Le journaliste américain Bob Woodward montre comment l'ancien pacifiste est devenu, une fois à la Maison-Blanche, un chef militaire crédible.
Les Guerre d'Obama, de Bob Woodward, Denoël, 522 p., 23,50 €.
Barack Obama a-t-il l'étoffe d'un président en guerre ? Deux ans et demi après son entrée dans le Bureau ovale, et alors que les "obamo-sceptiques" donnent de la voix, c'est l'interrogation qui saisit des partenaires de l'Amérique. Une interrogation amplifiée depuis que Nicolas Sarkozy et David Cameron, le Premier ministre britannique, ont grillé la politesse à la Maison-Blanche sur le dossier libyen. En fait, rassurez-vous, et lisez les Guerres d'Obama... Si le nouveau livre de l'enquêteur Bob Woodward, l'homme qui a jadis révélé le Watergate avec son collègue Carl Bernstein, est d'importance, c'est qu'il souligne et démontre, avec éloquence, deux choses : 1) que, de tous ceux qui planent sur le mandat d'Obama, le péril qui concerne l'Afghanistan est l'un des plus pressants dans l'esprit du président ; 2) qu'Obama, depuis son élection, s'est mué méthodiquement en chef de guerre, sur ce théâtre d'opérations centre-asiatique comme sur d'autres.
Woodward ne parle pas à la légère. Fort d'un accès aux documents les mieux gardés et de ses conversations avec les 100 principaux acteurs de la politique étrangère des Etats-Unis, il a conçu son ouvrage comme un thriller : le thriller d'une conversion, par étapes, au réalisme guerrier d'un président démocrate qui "n'avait jamais servi dans l'armée [et] ne connaissait presque rien à la chose militaire". Tout commence le 6 novembre 2008, deux jours après son élection. A Chicago, Obama tient une réunion avec le directeur national du renseignement, Mike McConnell. La gravité de la situation constitue une révélation pour lui : "Il y avait 161 000 soldats américains en Irak et 38 000 en Afghanistan." La première menace ne provenait toutefois pas des zones de guerre, "mais du Pakistan, dont l'arsenal nucléaire était fort d'une centaine d'armes". Une autre découverte attendait Obama : celle de l'existence d'une armée clandestine, entretenue par la CIA au Pakistan. Et l'auteur de narrer, après cette prise de conscience inaugurale, le qui-vive du 44e président américain, ses efforts pour convaincre Hillary Clinton de venir travailler à ses côtés, son exaspération croissante, aussi, face au retard accumulé dans le nation building afghan, ou encore la guerre froide prolongée entre la Maison-Blanche et le Pentagone.

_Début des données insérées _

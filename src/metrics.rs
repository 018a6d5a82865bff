//! Metrics collection module

use prometheus::{Histogram, HistogramOpts, IntCounter, IntCounterVec, IntGauge, Opts, Registry};
use std::time::Instant;

/// Client metrics registry
pub struct Metrics {
    registry: Registry,

    // Executor
    pub tx_submitted: IntCounter,
    pub tx_success: IntCounter,
    pub tx_failed: IntCounterVec,
    pub tx_retries: IntCounter,
    pub tx_in_flight: IntGauge,
    pub submit_latency: Histogram,

    // Cache
    pub cache_reads: IntCounter,
    pub cache_read_failures: IntCounterVec,
    pub cache_stale_discarded: IntCounter,

    // Delegation
    pub delegation_local_rejections: IntCounter,
}

impl Metrics {
    /// Create new metrics instance
    pub fn new() -> anyhow::Result<Self> {
        let registry = Registry::new();

        let tx_submitted = IntCounter::with_opts(Opts::new(
            "emark_tx_submitted_total",
            "Transactions handed to the wallet backend",
        ))?;

        let tx_success = IntCounter::with_opts(Opts::new(
            "emark_tx_success_total",
            "Transactions the wallet reported as submitted",
        ))?;

        let tx_failed = IntCounterVec::new(
            Opts::new("emark_tx_failed_total", "Failed transactions by error type"),
            &["error_type"],
        )?;

        let tx_retries = IntCounter::with_opts(Opts::new(
            "emark_tx_retries_total",
            "Automatic transaction retries",
        ))?;

        let tx_in_flight = IntGauge::with_opts(Opts::new(
            "emark_tx_in_flight",
            "Executor calls currently in progress",
        ))?;

        let submit_latency = Histogram::with_opts(
            HistogramOpts::new(
                "emark_submit_latency_seconds",
                "Time from submission to wallet response",
            )
            .buckets(vec![0.1, 0.5, 1.0, 2.0, 5.0, 10.0, 30.0, 60.0]),
        )?;

        let cache_reads = IntCounter::with_opts(Opts::new(
            "emark_cache_reads_total",
            "Remote reads issued by the state cache",
        ))?;

        let cache_read_failures = IntCounterVec::new(
            Opts::new("emark_cache_read_failures_total", "Failed cache reads by section"),
            &["section"],
        )?;

        let cache_stale_discarded = IntCounter::with_opts(Opts::new(
            "emark_cache_stale_discarded_total",
            "Superseded cache results dropped on arrival",
        ))?;

        let delegation_local_rejections = IntCounter::with_opts(Opts::new(
            "emark_delegation_local_rejections_total",
            "Delegation requests rejected before submission",
        ))?;

        registry.register(Box::new(tx_submitted.clone()))?;
        registry.register(Box::new(tx_success.clone()))?;
        registry.register(Box::new(tx_failed.clone()))?;
        registry.register(Box::new(tx_retries.clone()))?;
        registry.register(Box::new(tx_in_flight.clone()))?;
        registry.register(Box::new(submit_latency.clone()))?;
        registry.register(Box::new(cache_reads.clone()))?;
        registry.register(Box::new(cache_read_failures.clone()))?;
        registry.register(Box::new(cache_stale_discarded.clone()))?;
        registry.register(Box::new(delegation_local_rejections.clone()))?;

        Ok(Self {
            registry,
            tx_submitted,
            tx_success,
            tx_failed,
            tx_retries,
            tx_in_flight,
            submit_latency,
            cache_reads,
            cache_read_failures,
            cache_stale_discarded,
            delegation_local_rejections,
        })
    }

    /// Get the registry for exporting
    pub fn registry(&self) -> &Registry {
        &self.registry
    }

    pub fn record_failure(&self, error_type: &str) {
        self.tx_failed.with_label_values(&[error_type]).inc();
    }

    pub fn record_read_failure(&self, section: &str) {
        self.cache_read_failures.with_label_values(&[section]).inc();
    }
}

/// Timer helper for measuring operation duration
pub struct Timer {
    start: Instant,
}

impl Timer {
    pub fn new() -> Self {
        Self {
            start: Instant::now(),
        }
    }

    pub fn observe_duration(&self, histogram: &Histogram) {
        histogram.observe(self.elapsed_secs());
    }

    pub fn elapsed_secs(&self) -> f64 {
        self.start.elapsed().as_secs_f64()
    }

    pub fn elapsed_ms(&self) -> u64 {
        self.start.elapsed().as_millis() as u64
    }
}

impl Default for Timer {
    fn default() -> Self {
        Self::new()
    }
}
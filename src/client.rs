//! Wiring of the components from one [`Config`]

use std::sync::Arc;

use crate::config::{Config, ConfigError};
use crate::contracts::RemoteAccessContext;
use crate::delegation::DelegationService;
use crate::metrics::Metrics;
use crate::state_cache::{RemoteReader, UserDataCache};
use crate::tx_executor::TransactionExecutor;
use crate::wallet::WalletProvider;

/// Executor, cache and delegation service sharing one remote access context
pub struct EmarkClient {
    pub context: Arc<RemoteAccessContext>,
    pub executor: Arc<TransactionExecutor>,
    pub cache: Arc<UserDataCache>,
    pub delegation: DelegationService,
    pub metrics: Option<Arc<Metrics>>,
}

impl EmarkClient {
    pub fn new(
        config: &Config,
        wallet: Arc<dyn WalletProvider>,
        reader: Arc<dyn RemoteReader>,
    ) -> Result<Self, ConfigError> {
        Self::build(config, wallet, reader, None)
    }

    /// Same wiring with a shared metrics registry attached everywhere
    pub fn with_metrics(
        config: &Config,
        wallet: Arc<dyn WalletProvider>,
        reader: Arc<dyn RemoteReader>,
        metrics: Arc<Metrics>,
    ) -> Result<Self, ConfigError> {
        Self::build(config, wallet, reader, Some(metrics))
    }

    fn build(
        config: &Config,
        wallet: Arc<dyn WalletProvider>,
        reader: Arc<dyn RemoteReader>,
        metrics: Option<Arc<Metrics>>,
    ) -> Result<Self, ConfigError> {
        config.validate()?;
        let context = Arc::new(RemoteAccessContext::new(&config.contracts, wallet, reader)?);

        let mut executor = TransactionExecutor::from_config(Arc::clone(&context), &config.executor);
        let mut cache = UserDataCache::from_config(Arc::clone(&context), &config.cache);
        if let Some(metrics) = &metrics {
            executor = executor.with_metrics(Arc::clone(metrics));
            cache = cache.with_metrics(Arc::clone(metrics));
        }
        let executor = Arc::new(executor);
        let cache = Arc::new(cache);

        let mut delegation = DelegationService::new(
            Arc::clone(&executor),
            Arc::clone(&cache),
            config.delegation.clone(),
        );
        if let Some(metrics) = &metrics {
            delegation = delegation.with_metrics(Arc::clone(metrics));
        }

        tracing::info!(
            chain = %config.chain.name,
            chain_id = config.chain.chain_id,
            strategy = ?context.wallet().strategy_kind(),
            metrics = metrics.is_some(),
            "EMARK client ready"
        );
        Ok(Self {
            context,
            executor,
            cache,
            delegation,
            metrics,
        })
    }
}
//! Explicitly constructed remote access context

use std::fmt;
use std::sync::Arc;

use ethers::types::Address;

use super::abi::{builtin_abi, load_abi_override};
use super::{ContractId, ContractTarget};
use crate::config::{check_address, ConfigError, ContractsConfig};
use crate::state_cache::RemoteReader;
use crate::wallet::WalletProvider;

/// Validated targets plus the wallet provider and remote reader.
///
/// Built once and shared as `Arc<RemoteAccessContext>` by the executor,
/// the cache and the delegation service.
pub struct RemoteAccessContext {
    emark_token: ContractTarget,
    wemark: ContractTarget,
    evermark_voting: ContractTarget,
    evermark_rewards: ContractTarget,
    wallet: Arc<dyn WalletProvider>,
    reader: Arc<dyn RemoteReader>,
}

impl RemoteAccessContext {
    /// Validate every address and descriptor; any failure rejects construction
    pub fn new(
        contracts: &ContractsConfig,
        wallet: Arc<dyn WalletProvider>,
        reader: Arc<dyn RemoteReader>,
    ) -> Result<Self, ConfigError> {
        for key in contracts.abi_overrides.keys() {
            key.parse::<ContractId>()?;
        }

        let build = |id: ContractId| -> Result<ContractTarget, ConfigError> {
            let raw = contracts
                .entries()
                .into_iter()
                .find(|(name, _)| *name == id.as_str())
                .map(|(_, value)| value)
                .unwrap_or_default();
            let address = check_address(id.as_str(), raw)?;
            let abi = match contracts.abi_overrides.get(id.as_str()) {
                Some(path) => load_abi_override(id, path)?,
                None => builtin_abi(id)?,
            };
            tracing::debug!(contract = %id, address = ?address, "contract target configured");
            Ok(ContractTarget::new(id, address, abi))
        };

        Ok(Self {
            emark_token: build(ContractId::EmarkToken)?,
            wemark: build(ContractId::Wemark)?,
            evermark_voting: build(ContractId::EvermarkVoting)?,
            evermark_rewards: build(ContractId::EvermarkRewards)?,
            wallet,
            reader,
        })
    }

    pub fn target(&self, id: ContractId) -> &ContractTarget {
        match id {
            ContractId::EmarkToken => &self.emark_token,
            ContractId::Wemark => &self.wemark,
            ContractId::EvermarkVoting => &self.evermark_voting,
            ContractId::EvermarkRewards => &self.evermark_rewards,
        }
    }

    pub fn wallet(&self) -> &Arc<dyn WalletProvider> {
        &self.wallet
    }

    pub fn reader(&self) -> &Arc<dyn RemoteReader> {
        &self.reader
    }

    /// Connected principal, if any
    pub fn principal(&self) -> Option<Address> {
        self.wallet.address()
    }
}

impl fmt::Debug for RemoteAccessContext {
    fn fmt(&self, f: &mut fmt::Formatter<'_>) -> fmt::Result {
        f.debug_struct("RemoteAccessContext")
            .field("emark_token", &self.emark_token.address)
            .field("wemark", &self.wemark.address)
            .field("evermark_voting", &self.evermark_voting.address)
            .field("evermark_rewards", &self.evermark_rewards.address)
            .field("strategy", &self.wallet.strategy_kind())
            .finish()
    }
}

Juillet 2010 : Woodward s'immisce, pendant un quart d'heure, dans le Bureau ovale pour un entretien privé : deux mois après l'attentat raté de Times Square, c'est l'occasion de mesurer l'obsession présidentielle de la menace terroriste. Et de rapporter sa confidence : "J'ai dit très tôt, du temps où j'étais sénateur [...] que nous sommes capables d'encaisser le choc d'un attentat terroriste." Devant la stupeur de son interlocuteur, le président précise : "Nous ferons tout notre possible pour l'éviter, mais voyez ce qui s'est passé avec le 11 septembre [...]. Eh bien, nous avons encaissé le coup et nous sommes devenus plus forts. Nous vivons dans un pays fort, puissant, et notre peuple possède une capacité de résilience incroyable." Obama, lors du même entretien, livre sa vision du Pakistan et de sa lutte antiterroriste : "Il a développé sa coopération dans ce domaine, ce qui a obligé Al-Qaida à se terrer de façon non négligeable au cours des dix-huit derniers mois." Sont-ce là les réflexions d'un pacifiste irrepenti ?
Les Guerre d'Obama, de Bob Woodward, Denoël, 522 p., 23,50 €.